## [Collected data]
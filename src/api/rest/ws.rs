use std::sync::Arc;

use axum::extract::State;
use axum::extract::ws::{Message, WebSocket, WebSocketUpgrade};
use axum::response::IntoResponse;
use futures::SinkExt;
use futures::StreamExt;
use tokio_stream::wrappers::BroadcastStream;
use tracing::{info, warn};

use crate::state::AppState;

pub async fn ws_handler(
    ws: WebSocketUpgrade,
    State(state): State<Arc<AppState>>,
) -> impl IntoResponse {
    ws.on_upgrade(|socket| handle_socket(socket, state))
}

/// Fan delivery events out to one subscriber. At-least-once and unordered: a
/// client that falls behind the broadcast buffer misses events and should
/// refetch the delivery.
async fn handle_socket(socket: WebSocket, state: Arc<AppState>) {
    let (mut sender, mut receiver) = socket.split();
    let mut events = BroadcastStream::new(state.events_tx.subscribe());

    info!("websocket client connected");

    let send_task = tokio::spawn(async move {
        while let Some(result) = events.next().await {
            let event = match result {
                Ok(event) => event,
                // Lagged: skip ahead rather than disconnecting.
                Err(_) => continue,
            };

            let json = match serde_json::to_string(&event) {
                Ok(json) => json,
                Err(err) => {
                    warn!(error = %err, "failed to serialize delivery event for ws");
                    continue;
                }
            };

            if sender.send(Message::Text(json.into())).await.is_err() {
                break;
            }
        }
    });

    let recv_task = tokio::spawn(async move {
        while let Some(Ok(_msg)) = receiver.next().await {}
    });

    tokio::select! {
        _ = send_task => {},
        _ = recv_task => {},
    }

    info!("websocket client disconnected");
}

## [Work order]
In full and without error, restate the data.

## [Solved problem]
filename src/api/rest/ws.rs
use std::sync::Arc;

use axum::extract::State;
use axum::extract::ws::{Message, WebSocket, WebSocketUpgrade};
use axum::response::IntoResponse;
use futures::SinkExt;
use futures::StreamExt;
use tokio_stream::wrappers::BroadcastStream;
use tracing::{info, warn};

use crate::state::AppState;

pub async fn ws_handler(
    ws: WebSocketUpgrade,
    State(state): State<Arc<AppState>>,
) -> impl IntoResponse {
    ws.on_upgrade(|socket| handle_socket(socket, state))
}

/// Fan delivery events out to one subscriber. At-least-once and unordered: a
/// client that falls behind the broadcast buffer misses events and should
/// refetch the delivery.
async fn handle_socket(socket: WebSocket, state: Arc<AppState>) {
    let (mut sender, mut receiver) = socket.split();
    let mut events = BroadcastStream::new(state.events_tx.subscribe());

    info!("websocket client connected");

    let send_task = tokio::spawn(async move {
        while let Some(result) = events.next().await {
            let event = match result {
                Ok(event) => event,
                // Lagged: skip ahead rather than disconnecting.
                Err(_) => continue,
            };

            let json = match serde_json::to_string(&event) {
                Ok(json) => json,
                Err(err) => {
                    warn!(error = %err, "failed to serialize delivery event for ws");
                    continue;
                }
            };

            if sender.send(Message::Text(json.into())).await.is_err() {
                break;
            }
        }
    });

    let recv_task = tokio::spawn(async move {
        while let Some(Ok(_msg)) = receiver.next().await {}
    });

    tokio::select! {
        _ = send_task => {},
        _ = recv_task => {},
    }

    info!("websocket client disconnected");
}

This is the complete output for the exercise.